Task goal >> Search the entries for lines with the string "fail" and say how many there are, giving only the number.

Source material >>
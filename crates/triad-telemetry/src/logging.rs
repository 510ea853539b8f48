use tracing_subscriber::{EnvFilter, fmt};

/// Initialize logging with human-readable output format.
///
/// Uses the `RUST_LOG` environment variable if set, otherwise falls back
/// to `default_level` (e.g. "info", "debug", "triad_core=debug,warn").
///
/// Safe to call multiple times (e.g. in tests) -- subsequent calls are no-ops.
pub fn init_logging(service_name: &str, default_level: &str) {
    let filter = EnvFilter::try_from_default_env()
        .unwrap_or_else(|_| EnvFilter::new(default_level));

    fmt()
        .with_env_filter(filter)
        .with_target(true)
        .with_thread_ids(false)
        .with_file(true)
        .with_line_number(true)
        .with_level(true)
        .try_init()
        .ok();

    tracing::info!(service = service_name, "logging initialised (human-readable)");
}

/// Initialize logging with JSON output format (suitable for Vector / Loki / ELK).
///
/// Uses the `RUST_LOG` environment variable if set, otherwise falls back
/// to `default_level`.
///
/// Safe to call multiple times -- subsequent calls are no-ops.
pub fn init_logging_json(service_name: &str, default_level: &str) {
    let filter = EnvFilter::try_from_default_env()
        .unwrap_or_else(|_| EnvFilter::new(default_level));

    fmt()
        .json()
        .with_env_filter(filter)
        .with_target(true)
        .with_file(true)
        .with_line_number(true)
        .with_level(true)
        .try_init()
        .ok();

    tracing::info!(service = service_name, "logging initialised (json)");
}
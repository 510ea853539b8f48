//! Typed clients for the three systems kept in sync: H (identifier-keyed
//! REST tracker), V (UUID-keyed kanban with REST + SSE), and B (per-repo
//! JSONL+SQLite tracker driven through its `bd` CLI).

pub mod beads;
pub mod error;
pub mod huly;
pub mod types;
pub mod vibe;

==

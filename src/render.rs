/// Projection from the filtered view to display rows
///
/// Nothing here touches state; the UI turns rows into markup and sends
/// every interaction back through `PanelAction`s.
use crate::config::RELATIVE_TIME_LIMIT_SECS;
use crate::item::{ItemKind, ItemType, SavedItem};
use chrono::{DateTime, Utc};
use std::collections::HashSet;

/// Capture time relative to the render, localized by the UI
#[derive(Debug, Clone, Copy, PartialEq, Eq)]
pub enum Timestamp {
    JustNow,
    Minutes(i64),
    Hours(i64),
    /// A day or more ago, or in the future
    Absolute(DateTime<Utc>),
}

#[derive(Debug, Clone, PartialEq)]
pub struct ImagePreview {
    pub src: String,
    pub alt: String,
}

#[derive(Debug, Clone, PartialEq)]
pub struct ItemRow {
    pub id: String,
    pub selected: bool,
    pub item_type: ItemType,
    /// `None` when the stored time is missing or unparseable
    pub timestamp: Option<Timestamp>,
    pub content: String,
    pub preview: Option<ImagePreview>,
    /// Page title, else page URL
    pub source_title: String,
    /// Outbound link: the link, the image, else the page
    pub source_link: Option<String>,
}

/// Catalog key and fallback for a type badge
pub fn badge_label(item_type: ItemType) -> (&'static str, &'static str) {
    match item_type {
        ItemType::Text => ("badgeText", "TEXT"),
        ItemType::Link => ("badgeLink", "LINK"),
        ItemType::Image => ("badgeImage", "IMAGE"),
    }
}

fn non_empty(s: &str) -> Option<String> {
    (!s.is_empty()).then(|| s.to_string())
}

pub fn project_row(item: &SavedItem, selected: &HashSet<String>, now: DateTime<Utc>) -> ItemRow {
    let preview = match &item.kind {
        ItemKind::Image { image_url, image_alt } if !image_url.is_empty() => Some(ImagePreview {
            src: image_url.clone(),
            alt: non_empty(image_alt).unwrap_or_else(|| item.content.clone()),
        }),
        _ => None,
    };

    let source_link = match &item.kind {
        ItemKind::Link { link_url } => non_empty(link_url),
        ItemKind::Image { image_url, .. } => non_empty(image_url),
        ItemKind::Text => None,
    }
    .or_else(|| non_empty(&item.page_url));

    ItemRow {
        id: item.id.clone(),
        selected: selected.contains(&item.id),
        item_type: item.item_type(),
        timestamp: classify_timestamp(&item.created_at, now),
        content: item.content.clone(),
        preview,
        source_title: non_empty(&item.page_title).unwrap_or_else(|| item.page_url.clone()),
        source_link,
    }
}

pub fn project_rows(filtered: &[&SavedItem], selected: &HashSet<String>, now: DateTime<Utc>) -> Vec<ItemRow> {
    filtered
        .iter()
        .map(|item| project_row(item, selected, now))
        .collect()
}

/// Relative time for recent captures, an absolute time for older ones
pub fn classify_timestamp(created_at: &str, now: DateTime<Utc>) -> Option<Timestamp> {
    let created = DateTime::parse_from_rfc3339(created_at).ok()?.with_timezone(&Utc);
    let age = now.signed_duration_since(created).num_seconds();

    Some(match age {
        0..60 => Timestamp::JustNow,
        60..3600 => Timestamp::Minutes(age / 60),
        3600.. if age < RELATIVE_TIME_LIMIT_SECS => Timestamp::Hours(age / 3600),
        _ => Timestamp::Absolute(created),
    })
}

==

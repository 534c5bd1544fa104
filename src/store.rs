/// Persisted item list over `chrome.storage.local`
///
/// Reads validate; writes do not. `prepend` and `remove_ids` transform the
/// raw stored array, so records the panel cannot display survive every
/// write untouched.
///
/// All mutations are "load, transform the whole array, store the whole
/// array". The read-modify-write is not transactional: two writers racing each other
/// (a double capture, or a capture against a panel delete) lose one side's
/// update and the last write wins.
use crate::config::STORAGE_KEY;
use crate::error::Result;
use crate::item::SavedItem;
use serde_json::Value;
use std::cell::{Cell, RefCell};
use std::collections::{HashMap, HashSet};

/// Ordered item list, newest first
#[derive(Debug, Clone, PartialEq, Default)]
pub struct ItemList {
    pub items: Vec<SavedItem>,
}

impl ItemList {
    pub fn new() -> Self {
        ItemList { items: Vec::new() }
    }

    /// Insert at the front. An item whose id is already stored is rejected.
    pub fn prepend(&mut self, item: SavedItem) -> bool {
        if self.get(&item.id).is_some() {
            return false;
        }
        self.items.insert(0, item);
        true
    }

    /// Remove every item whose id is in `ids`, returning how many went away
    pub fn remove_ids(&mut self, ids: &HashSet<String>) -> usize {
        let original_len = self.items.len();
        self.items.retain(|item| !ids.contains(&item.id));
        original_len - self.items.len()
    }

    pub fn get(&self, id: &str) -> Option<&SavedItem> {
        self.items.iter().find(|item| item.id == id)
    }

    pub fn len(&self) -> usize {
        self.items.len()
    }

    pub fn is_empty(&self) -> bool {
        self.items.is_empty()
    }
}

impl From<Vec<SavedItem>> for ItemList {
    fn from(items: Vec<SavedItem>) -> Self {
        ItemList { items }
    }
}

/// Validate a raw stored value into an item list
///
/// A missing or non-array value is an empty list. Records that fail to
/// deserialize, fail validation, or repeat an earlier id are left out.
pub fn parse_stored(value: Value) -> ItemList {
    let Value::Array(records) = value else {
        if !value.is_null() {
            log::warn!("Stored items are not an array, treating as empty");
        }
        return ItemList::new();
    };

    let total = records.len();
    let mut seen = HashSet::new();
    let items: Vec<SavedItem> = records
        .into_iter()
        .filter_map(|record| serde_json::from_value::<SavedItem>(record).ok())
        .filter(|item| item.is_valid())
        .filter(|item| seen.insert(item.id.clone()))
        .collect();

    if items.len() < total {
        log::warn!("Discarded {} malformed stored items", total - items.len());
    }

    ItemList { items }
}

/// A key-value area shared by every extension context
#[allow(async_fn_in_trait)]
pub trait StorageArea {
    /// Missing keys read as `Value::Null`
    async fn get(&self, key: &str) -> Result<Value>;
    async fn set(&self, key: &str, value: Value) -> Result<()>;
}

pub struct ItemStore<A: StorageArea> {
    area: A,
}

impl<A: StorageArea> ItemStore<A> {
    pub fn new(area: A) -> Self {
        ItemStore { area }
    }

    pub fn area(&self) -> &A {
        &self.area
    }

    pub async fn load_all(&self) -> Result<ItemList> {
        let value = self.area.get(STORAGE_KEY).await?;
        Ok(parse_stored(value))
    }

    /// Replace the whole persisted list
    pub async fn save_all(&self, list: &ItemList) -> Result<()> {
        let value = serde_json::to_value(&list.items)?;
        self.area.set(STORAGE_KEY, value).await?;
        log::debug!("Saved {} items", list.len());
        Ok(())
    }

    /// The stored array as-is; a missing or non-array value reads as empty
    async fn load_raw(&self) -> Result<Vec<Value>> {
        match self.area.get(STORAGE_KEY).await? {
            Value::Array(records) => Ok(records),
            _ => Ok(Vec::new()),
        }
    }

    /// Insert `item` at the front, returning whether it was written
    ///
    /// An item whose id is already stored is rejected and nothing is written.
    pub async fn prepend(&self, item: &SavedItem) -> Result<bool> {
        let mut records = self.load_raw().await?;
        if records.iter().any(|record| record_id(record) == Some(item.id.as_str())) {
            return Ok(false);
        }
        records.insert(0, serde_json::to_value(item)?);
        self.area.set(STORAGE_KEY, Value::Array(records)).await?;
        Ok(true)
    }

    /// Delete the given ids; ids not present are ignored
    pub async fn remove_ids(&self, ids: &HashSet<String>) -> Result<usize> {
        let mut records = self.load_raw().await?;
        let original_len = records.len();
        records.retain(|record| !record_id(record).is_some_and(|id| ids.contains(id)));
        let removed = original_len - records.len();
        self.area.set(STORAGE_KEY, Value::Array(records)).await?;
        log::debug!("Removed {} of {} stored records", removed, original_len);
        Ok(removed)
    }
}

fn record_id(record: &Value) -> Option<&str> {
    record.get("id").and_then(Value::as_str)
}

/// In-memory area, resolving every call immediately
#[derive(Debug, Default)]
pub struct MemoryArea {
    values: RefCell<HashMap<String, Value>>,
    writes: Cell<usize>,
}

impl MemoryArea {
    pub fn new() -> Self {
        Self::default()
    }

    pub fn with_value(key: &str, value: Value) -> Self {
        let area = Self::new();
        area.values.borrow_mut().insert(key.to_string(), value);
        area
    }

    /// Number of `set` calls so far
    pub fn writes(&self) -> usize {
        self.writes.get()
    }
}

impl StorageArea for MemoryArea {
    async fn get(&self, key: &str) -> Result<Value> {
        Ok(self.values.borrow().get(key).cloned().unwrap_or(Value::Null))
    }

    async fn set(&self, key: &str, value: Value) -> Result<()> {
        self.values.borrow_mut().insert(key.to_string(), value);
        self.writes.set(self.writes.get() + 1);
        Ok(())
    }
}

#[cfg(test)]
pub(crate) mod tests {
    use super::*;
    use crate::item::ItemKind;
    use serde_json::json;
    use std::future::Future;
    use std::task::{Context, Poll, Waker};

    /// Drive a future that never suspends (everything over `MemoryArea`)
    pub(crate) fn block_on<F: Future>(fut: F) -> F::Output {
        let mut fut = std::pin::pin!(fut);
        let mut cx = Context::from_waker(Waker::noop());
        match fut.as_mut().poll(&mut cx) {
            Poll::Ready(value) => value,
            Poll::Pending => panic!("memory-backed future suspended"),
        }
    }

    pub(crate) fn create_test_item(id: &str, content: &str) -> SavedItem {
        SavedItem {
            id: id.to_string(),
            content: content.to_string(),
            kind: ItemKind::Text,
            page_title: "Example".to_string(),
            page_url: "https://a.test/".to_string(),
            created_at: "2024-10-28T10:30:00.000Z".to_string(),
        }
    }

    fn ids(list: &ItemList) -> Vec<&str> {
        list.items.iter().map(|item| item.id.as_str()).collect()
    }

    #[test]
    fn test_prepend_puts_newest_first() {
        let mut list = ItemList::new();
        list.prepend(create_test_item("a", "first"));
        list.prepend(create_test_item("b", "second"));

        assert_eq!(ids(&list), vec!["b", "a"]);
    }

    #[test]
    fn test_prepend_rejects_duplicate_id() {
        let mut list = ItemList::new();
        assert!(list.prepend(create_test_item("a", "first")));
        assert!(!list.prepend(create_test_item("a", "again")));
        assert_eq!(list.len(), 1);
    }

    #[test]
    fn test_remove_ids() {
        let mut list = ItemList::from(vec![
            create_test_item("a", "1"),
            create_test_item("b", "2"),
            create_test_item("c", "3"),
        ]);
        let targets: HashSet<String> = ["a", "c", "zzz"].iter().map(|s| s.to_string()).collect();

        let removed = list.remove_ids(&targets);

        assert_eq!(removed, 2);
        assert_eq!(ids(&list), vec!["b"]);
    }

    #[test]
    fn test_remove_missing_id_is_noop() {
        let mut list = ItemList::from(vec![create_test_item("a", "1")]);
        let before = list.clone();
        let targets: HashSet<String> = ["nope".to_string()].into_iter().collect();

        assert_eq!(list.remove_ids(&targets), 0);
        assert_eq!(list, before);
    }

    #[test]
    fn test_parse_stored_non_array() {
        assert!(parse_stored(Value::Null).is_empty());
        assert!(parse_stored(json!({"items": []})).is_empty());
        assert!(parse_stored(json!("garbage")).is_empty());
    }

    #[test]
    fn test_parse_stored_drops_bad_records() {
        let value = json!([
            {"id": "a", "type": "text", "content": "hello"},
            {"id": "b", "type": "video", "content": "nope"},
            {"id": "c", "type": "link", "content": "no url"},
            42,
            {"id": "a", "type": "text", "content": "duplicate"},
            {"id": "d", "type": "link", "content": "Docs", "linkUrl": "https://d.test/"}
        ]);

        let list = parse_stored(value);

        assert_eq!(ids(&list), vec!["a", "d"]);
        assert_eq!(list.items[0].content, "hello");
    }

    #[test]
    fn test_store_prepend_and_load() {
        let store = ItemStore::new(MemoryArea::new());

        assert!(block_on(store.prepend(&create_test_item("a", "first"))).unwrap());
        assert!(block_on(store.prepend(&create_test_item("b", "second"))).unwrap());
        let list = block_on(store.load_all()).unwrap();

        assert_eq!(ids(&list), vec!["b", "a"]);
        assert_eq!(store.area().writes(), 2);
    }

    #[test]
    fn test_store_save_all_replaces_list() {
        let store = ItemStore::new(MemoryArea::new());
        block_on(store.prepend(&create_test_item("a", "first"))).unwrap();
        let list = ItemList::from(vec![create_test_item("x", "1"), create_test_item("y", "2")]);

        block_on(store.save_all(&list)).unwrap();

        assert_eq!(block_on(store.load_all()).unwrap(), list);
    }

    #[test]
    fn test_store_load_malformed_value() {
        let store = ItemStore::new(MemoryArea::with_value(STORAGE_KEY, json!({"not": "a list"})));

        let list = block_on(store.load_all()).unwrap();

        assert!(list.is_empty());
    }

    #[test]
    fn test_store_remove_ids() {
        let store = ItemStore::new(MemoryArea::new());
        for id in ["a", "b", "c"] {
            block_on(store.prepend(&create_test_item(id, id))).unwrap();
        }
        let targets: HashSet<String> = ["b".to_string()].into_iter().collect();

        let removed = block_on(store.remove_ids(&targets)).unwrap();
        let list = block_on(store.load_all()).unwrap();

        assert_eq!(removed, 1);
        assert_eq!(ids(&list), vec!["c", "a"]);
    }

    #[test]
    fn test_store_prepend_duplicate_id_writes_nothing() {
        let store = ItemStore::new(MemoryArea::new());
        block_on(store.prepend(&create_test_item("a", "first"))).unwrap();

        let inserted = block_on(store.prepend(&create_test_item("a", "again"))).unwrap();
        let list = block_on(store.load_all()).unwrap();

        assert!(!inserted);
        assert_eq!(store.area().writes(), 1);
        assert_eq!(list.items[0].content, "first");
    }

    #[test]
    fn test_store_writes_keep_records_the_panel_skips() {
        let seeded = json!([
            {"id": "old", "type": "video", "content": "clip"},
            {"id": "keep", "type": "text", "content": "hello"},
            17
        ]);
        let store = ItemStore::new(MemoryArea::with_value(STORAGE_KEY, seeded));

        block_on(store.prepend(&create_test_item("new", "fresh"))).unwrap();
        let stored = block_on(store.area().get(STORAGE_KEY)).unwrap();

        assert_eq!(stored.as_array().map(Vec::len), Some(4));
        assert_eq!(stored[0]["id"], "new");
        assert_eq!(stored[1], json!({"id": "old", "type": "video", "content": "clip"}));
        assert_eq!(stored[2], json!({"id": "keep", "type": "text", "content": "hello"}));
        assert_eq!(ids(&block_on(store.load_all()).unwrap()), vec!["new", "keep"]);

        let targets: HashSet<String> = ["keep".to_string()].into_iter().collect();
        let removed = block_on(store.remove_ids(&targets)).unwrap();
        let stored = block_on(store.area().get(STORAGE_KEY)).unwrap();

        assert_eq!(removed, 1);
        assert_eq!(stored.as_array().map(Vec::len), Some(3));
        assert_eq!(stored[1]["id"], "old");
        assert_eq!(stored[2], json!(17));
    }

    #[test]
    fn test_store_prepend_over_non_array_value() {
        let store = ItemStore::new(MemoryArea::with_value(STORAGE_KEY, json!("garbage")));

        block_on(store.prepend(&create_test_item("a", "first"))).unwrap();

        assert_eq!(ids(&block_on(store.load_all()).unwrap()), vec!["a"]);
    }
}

Solution for this problem >> 2